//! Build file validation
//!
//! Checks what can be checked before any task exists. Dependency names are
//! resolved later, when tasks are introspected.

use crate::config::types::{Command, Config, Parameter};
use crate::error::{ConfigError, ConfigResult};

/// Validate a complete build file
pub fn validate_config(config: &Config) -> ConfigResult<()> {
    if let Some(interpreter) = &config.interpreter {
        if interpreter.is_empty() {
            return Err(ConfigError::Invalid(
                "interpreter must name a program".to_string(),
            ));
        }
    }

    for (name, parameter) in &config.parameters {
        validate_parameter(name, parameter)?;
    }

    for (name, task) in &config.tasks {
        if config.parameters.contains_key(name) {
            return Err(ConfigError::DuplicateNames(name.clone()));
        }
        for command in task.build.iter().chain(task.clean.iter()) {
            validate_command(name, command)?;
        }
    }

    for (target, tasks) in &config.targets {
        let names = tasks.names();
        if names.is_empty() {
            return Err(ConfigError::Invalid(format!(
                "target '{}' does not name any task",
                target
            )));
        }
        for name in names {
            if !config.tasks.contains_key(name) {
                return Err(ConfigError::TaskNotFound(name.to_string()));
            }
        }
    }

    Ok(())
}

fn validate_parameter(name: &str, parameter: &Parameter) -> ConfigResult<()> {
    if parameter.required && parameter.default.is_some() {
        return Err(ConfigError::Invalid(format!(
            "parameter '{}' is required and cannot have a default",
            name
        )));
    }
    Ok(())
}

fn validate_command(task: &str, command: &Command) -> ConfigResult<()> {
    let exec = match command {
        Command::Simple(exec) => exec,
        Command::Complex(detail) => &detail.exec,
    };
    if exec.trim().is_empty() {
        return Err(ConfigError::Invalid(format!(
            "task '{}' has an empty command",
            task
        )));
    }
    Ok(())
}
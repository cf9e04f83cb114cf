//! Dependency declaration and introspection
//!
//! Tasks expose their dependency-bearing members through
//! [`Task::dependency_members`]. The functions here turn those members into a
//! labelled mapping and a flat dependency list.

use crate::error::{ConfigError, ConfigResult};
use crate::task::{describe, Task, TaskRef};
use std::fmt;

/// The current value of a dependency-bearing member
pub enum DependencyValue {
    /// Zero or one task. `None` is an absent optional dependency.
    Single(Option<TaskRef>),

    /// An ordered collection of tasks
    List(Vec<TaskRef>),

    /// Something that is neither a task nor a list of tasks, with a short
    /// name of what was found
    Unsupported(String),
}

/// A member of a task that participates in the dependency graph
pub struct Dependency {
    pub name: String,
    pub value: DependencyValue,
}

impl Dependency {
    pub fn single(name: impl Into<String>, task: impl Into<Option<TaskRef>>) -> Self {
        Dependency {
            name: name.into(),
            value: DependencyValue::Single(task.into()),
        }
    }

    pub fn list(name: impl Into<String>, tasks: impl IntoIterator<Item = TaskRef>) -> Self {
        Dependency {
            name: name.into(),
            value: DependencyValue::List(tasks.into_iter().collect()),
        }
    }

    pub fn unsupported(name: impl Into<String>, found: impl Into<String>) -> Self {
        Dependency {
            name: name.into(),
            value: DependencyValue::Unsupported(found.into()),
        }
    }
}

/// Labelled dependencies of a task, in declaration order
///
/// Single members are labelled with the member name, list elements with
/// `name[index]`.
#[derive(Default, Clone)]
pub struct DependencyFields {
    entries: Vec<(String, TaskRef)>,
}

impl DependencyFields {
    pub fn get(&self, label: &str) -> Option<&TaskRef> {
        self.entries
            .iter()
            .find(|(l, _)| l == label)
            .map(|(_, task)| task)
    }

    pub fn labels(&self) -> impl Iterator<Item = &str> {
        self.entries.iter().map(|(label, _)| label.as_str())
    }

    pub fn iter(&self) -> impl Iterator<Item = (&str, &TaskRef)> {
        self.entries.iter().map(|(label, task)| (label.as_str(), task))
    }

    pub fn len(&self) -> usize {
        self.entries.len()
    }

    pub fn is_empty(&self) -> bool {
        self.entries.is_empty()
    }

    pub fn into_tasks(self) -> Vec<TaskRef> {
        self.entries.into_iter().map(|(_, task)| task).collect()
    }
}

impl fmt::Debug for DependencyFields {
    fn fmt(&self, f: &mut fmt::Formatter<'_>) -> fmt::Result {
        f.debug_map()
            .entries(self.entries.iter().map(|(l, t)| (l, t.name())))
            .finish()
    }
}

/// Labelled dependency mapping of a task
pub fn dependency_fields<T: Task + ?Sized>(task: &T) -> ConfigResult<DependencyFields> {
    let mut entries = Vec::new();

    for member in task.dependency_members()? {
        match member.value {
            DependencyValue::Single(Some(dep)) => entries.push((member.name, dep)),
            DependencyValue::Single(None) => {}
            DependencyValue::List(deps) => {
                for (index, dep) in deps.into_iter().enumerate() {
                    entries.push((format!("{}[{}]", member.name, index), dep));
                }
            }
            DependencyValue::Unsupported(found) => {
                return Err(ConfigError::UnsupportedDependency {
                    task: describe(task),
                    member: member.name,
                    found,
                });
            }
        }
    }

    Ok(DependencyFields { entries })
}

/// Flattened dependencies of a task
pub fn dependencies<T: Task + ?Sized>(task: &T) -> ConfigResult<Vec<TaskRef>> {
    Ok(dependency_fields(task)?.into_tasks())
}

------------------------

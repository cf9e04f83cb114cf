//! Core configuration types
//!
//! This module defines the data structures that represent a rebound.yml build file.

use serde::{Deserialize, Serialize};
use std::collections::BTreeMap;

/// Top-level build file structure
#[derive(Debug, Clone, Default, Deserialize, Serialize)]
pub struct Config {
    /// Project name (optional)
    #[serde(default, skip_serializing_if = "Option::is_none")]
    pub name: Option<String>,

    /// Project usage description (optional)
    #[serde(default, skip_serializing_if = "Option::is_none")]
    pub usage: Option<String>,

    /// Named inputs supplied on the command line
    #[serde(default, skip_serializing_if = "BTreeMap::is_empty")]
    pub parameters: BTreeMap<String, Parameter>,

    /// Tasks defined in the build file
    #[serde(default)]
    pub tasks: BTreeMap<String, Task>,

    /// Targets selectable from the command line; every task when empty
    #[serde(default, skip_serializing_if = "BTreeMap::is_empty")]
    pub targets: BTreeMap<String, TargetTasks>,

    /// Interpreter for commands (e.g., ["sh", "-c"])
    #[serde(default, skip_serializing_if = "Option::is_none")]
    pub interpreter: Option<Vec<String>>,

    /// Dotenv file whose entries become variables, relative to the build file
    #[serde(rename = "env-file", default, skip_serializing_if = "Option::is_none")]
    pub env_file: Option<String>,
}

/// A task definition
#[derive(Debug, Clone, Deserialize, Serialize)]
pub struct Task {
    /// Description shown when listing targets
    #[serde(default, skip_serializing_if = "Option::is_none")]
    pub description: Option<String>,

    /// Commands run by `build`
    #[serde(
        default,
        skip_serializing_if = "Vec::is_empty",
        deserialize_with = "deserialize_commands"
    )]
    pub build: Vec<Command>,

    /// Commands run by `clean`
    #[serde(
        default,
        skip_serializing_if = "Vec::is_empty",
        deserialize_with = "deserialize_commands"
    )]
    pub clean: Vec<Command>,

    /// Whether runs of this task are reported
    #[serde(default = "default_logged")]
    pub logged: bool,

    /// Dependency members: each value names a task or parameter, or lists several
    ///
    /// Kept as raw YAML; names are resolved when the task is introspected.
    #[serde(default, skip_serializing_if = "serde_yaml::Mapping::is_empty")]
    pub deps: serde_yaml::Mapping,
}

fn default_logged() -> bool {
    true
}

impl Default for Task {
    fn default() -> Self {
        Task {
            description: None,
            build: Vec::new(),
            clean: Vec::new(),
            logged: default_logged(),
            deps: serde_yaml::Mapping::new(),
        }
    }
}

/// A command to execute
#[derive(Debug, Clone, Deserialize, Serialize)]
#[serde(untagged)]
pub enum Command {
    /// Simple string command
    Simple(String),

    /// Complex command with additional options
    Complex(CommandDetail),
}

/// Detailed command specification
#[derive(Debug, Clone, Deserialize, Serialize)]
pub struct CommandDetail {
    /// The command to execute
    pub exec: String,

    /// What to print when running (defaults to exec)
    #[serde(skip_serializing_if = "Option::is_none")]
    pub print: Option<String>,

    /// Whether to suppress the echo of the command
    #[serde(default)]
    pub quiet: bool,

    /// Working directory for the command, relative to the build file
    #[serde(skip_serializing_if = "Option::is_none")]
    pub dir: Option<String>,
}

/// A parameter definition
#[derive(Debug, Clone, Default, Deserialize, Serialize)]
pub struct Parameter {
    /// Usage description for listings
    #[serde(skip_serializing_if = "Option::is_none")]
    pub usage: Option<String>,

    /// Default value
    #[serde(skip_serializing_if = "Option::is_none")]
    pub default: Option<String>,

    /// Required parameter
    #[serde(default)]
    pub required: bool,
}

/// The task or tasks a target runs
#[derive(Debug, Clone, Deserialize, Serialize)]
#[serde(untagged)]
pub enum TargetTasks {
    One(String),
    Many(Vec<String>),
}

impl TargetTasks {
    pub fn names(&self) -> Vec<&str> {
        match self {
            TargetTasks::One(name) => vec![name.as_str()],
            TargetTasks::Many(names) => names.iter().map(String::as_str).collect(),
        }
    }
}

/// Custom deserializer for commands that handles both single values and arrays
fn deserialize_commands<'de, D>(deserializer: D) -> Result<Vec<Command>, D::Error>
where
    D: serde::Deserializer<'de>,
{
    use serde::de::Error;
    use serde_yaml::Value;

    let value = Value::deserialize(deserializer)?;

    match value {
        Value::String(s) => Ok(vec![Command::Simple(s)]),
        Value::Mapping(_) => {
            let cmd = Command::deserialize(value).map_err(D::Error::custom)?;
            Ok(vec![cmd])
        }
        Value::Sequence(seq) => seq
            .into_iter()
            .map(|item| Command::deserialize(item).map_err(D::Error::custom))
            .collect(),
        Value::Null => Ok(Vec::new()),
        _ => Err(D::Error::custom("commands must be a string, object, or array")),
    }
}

------------------------

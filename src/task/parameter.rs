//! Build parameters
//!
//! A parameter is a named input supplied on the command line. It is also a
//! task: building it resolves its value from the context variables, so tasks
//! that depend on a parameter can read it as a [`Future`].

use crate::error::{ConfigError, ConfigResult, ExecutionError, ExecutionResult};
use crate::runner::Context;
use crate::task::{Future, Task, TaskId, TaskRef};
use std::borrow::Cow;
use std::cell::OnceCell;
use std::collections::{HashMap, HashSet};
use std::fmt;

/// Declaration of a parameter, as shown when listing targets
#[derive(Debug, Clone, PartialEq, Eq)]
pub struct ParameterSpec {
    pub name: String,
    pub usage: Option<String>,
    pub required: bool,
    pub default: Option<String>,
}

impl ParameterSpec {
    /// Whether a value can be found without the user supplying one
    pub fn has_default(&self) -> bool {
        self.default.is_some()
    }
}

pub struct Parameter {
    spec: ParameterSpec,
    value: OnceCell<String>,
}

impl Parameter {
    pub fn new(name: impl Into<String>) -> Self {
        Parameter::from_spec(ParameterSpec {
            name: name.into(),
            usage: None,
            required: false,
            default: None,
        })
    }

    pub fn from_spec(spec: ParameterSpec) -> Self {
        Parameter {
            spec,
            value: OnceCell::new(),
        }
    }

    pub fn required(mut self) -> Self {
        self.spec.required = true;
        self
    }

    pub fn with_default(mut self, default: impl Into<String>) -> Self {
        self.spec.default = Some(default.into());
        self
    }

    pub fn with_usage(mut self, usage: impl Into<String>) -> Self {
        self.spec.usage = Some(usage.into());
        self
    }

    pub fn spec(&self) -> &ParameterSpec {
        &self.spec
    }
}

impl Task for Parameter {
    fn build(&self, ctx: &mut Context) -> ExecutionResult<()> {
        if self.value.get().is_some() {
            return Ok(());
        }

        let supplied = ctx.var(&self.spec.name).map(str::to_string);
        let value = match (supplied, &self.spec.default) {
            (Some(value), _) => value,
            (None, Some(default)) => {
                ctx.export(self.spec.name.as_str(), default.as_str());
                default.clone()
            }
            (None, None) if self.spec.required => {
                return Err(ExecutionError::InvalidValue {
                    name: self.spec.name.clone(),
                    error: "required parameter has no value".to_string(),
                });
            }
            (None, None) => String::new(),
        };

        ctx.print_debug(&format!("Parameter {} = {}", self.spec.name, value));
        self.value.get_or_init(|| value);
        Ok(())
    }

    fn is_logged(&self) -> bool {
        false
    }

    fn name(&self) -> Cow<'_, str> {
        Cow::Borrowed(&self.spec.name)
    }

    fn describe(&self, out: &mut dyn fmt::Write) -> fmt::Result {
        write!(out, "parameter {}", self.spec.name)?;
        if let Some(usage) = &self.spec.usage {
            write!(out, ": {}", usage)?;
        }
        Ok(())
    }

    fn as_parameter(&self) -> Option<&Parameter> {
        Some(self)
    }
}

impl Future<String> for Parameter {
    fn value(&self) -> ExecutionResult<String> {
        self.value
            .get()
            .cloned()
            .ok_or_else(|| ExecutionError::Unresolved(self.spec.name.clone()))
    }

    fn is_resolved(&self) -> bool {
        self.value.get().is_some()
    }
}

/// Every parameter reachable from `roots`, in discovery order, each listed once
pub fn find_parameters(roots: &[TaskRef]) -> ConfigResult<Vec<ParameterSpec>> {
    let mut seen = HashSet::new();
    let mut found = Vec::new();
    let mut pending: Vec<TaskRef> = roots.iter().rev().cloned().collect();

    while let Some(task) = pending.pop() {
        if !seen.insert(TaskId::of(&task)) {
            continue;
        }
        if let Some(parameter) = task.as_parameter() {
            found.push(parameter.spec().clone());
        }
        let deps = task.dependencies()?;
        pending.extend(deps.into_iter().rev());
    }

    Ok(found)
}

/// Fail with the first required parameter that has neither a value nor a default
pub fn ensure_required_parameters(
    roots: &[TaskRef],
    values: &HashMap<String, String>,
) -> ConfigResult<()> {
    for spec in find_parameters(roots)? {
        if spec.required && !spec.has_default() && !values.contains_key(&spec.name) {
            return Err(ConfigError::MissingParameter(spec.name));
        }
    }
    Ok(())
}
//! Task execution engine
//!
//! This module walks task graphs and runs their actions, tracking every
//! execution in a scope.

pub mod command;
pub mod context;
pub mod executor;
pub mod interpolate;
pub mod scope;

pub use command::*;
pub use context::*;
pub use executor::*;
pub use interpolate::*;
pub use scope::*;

------------------------

• [Required work]:
Could you work out how many lines in the records include "interpolate"? Answer with the number only.

• [Answer box]:
2